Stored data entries
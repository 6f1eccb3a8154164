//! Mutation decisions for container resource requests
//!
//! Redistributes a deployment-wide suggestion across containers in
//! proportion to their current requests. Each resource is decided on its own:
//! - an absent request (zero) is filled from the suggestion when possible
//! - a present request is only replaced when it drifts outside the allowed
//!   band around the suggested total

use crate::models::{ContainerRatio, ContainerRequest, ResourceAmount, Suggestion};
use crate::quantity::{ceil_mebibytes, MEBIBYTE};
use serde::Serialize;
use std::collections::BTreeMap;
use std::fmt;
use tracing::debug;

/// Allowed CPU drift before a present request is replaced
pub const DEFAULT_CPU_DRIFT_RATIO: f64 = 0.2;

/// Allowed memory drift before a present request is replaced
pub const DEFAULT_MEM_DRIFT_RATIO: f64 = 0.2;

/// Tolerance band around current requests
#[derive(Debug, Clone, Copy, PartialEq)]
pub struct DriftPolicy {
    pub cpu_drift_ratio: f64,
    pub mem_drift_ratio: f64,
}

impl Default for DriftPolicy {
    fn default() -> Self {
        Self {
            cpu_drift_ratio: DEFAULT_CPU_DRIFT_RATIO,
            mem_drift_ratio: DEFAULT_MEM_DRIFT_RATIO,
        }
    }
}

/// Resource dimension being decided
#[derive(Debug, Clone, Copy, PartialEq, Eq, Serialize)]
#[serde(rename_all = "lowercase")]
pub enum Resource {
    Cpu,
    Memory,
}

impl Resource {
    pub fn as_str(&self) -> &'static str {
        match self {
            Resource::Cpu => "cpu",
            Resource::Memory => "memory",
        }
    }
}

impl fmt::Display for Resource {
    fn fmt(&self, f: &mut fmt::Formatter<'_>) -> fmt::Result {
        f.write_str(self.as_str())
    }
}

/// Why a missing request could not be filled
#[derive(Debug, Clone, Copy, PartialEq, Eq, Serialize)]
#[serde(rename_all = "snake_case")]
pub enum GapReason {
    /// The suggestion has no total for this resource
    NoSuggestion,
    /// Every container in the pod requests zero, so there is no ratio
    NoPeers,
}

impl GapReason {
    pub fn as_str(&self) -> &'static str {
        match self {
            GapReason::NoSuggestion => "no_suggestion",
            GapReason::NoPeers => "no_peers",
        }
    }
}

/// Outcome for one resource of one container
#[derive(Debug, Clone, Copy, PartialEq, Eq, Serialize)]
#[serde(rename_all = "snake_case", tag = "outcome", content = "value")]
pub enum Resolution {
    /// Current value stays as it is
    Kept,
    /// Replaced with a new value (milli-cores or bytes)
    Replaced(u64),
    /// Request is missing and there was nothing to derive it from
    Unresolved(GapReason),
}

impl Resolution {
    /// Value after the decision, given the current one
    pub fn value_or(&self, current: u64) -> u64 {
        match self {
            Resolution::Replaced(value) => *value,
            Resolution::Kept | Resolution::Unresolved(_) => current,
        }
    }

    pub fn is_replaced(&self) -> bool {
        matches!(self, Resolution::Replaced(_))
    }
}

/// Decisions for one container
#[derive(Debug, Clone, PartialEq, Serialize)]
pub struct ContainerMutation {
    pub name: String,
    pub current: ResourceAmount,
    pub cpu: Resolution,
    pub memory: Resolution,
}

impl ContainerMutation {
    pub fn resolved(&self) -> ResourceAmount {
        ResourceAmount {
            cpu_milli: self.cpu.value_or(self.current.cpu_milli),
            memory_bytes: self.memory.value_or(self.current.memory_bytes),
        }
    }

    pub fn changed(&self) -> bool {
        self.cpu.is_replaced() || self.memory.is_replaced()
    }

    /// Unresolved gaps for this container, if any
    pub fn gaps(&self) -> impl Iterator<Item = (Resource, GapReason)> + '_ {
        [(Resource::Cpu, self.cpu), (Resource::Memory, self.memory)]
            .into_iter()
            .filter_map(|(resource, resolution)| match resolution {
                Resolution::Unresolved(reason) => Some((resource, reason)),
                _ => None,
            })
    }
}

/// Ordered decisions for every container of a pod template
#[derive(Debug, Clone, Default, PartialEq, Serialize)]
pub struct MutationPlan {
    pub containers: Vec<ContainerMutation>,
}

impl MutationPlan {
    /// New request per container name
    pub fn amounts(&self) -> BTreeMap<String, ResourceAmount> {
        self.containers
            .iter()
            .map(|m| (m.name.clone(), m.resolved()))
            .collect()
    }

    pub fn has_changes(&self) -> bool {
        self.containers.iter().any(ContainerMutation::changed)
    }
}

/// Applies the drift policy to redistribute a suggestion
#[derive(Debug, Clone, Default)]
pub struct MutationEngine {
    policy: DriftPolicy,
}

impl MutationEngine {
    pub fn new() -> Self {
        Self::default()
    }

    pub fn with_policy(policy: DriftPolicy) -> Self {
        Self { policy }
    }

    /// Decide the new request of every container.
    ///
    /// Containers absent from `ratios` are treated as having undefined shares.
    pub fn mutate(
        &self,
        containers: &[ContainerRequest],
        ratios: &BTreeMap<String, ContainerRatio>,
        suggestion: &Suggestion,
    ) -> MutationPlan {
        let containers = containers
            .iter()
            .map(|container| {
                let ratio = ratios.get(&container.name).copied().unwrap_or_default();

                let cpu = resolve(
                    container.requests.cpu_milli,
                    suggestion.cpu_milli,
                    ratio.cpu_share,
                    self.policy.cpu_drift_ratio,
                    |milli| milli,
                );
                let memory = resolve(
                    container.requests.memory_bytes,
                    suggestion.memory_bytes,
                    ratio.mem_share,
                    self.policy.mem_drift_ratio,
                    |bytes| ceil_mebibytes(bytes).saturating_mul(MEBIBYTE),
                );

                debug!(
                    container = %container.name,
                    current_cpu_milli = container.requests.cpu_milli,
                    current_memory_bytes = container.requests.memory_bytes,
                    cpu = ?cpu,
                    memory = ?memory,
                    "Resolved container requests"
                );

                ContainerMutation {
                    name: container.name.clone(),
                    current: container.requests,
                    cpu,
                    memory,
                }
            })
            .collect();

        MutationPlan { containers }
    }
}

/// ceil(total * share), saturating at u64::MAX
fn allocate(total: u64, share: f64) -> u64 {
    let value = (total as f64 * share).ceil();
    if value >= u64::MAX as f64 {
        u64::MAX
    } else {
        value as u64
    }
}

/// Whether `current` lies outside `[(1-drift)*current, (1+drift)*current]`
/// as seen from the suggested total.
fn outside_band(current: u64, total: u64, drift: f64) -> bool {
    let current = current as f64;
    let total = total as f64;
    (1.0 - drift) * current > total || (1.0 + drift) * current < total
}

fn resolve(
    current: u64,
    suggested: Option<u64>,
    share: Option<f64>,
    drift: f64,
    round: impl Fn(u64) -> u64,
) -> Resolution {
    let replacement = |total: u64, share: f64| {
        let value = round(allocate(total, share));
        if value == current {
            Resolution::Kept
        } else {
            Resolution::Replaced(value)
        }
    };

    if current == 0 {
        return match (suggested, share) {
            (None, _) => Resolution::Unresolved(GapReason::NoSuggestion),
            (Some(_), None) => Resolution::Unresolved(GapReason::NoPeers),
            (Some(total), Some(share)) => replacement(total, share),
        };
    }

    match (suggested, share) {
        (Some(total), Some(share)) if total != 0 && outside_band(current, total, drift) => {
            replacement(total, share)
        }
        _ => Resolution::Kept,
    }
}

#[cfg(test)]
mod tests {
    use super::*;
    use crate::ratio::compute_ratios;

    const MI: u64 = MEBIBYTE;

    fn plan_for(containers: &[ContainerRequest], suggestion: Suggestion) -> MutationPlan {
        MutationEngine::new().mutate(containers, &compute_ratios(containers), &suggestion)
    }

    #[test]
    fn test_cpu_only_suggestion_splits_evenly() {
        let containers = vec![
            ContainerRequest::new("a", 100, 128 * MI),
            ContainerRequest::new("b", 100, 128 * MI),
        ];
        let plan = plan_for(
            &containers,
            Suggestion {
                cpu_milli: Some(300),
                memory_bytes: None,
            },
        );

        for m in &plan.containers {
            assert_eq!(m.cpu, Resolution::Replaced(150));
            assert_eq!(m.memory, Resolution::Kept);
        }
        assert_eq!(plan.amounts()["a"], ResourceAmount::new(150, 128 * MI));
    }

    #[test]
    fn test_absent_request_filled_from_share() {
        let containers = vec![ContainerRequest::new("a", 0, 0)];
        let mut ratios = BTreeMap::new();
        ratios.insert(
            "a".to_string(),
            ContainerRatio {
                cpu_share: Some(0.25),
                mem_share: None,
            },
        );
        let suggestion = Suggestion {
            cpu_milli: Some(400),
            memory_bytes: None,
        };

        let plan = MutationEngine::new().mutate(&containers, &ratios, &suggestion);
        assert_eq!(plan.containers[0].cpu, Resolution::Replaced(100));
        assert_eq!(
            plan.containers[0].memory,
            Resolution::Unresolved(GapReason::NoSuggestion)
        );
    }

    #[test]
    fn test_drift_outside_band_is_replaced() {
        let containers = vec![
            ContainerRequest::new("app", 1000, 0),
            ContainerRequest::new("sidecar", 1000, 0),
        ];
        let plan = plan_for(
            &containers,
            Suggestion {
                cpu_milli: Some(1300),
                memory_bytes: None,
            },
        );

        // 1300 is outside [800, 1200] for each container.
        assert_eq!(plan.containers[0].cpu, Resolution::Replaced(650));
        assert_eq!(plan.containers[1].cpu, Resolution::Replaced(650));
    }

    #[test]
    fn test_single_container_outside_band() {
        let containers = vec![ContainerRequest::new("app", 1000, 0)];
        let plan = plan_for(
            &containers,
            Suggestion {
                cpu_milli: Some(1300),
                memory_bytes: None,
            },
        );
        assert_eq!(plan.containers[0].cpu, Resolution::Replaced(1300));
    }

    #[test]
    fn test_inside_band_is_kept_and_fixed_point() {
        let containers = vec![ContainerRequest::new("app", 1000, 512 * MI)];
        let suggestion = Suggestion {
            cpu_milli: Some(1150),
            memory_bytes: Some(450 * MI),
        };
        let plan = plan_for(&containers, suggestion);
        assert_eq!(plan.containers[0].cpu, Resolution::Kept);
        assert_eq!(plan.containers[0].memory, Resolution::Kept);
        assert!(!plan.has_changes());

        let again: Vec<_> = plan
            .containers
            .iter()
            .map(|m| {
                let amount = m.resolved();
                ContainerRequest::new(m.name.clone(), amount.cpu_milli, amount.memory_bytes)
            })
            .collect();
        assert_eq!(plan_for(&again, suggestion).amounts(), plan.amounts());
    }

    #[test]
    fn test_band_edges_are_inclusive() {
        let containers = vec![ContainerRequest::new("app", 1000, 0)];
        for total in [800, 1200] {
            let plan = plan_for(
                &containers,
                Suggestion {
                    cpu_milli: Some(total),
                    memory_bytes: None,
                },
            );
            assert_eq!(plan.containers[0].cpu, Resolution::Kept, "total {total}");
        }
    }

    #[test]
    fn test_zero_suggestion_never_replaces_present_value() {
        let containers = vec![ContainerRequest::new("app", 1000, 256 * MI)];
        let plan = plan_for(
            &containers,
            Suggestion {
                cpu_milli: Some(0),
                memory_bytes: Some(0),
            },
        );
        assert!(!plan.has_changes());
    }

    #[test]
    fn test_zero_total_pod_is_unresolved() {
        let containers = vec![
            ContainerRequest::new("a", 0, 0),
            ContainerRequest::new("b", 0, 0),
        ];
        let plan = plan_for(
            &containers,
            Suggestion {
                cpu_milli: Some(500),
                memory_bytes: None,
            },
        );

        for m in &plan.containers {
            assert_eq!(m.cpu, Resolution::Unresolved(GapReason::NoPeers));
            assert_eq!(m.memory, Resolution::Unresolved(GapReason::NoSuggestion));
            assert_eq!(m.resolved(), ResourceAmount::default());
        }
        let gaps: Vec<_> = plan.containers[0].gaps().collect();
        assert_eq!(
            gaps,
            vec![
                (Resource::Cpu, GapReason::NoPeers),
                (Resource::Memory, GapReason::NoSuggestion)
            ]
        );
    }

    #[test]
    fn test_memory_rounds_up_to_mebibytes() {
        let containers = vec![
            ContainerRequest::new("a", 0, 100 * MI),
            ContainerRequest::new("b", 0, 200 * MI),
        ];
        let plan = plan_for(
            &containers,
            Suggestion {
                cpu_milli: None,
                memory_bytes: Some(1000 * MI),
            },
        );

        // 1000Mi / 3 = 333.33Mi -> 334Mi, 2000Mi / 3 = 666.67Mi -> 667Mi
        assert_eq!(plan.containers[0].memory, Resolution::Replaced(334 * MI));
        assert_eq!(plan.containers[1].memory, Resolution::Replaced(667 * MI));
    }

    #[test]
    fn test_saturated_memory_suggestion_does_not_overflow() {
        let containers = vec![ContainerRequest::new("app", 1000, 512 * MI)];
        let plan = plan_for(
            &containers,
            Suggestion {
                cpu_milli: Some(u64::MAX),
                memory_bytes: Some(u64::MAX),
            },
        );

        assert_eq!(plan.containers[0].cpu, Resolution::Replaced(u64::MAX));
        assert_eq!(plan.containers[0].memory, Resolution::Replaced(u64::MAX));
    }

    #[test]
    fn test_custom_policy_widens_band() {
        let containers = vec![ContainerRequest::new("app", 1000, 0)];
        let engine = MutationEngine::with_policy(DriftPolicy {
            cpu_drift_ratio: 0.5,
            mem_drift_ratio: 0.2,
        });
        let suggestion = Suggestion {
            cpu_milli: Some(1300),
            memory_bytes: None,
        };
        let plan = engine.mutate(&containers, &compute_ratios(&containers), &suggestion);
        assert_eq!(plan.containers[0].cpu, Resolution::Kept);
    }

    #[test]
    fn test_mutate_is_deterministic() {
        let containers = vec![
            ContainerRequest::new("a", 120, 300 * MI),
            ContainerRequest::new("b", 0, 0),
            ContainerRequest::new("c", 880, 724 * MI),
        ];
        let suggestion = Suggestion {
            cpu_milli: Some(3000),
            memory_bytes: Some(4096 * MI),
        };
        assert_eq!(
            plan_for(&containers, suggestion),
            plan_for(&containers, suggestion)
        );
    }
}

What is needed: Copy out each line of the records where the word "crate" appears.

Answer below:
use crate::models::{ContainerRatio, ContainerRequest, ResourceAmount, Suggestion};
use crate::quantity::{ceil_mebibytes, MEBIBYTE};
    use crate::ratio::compute_ratios;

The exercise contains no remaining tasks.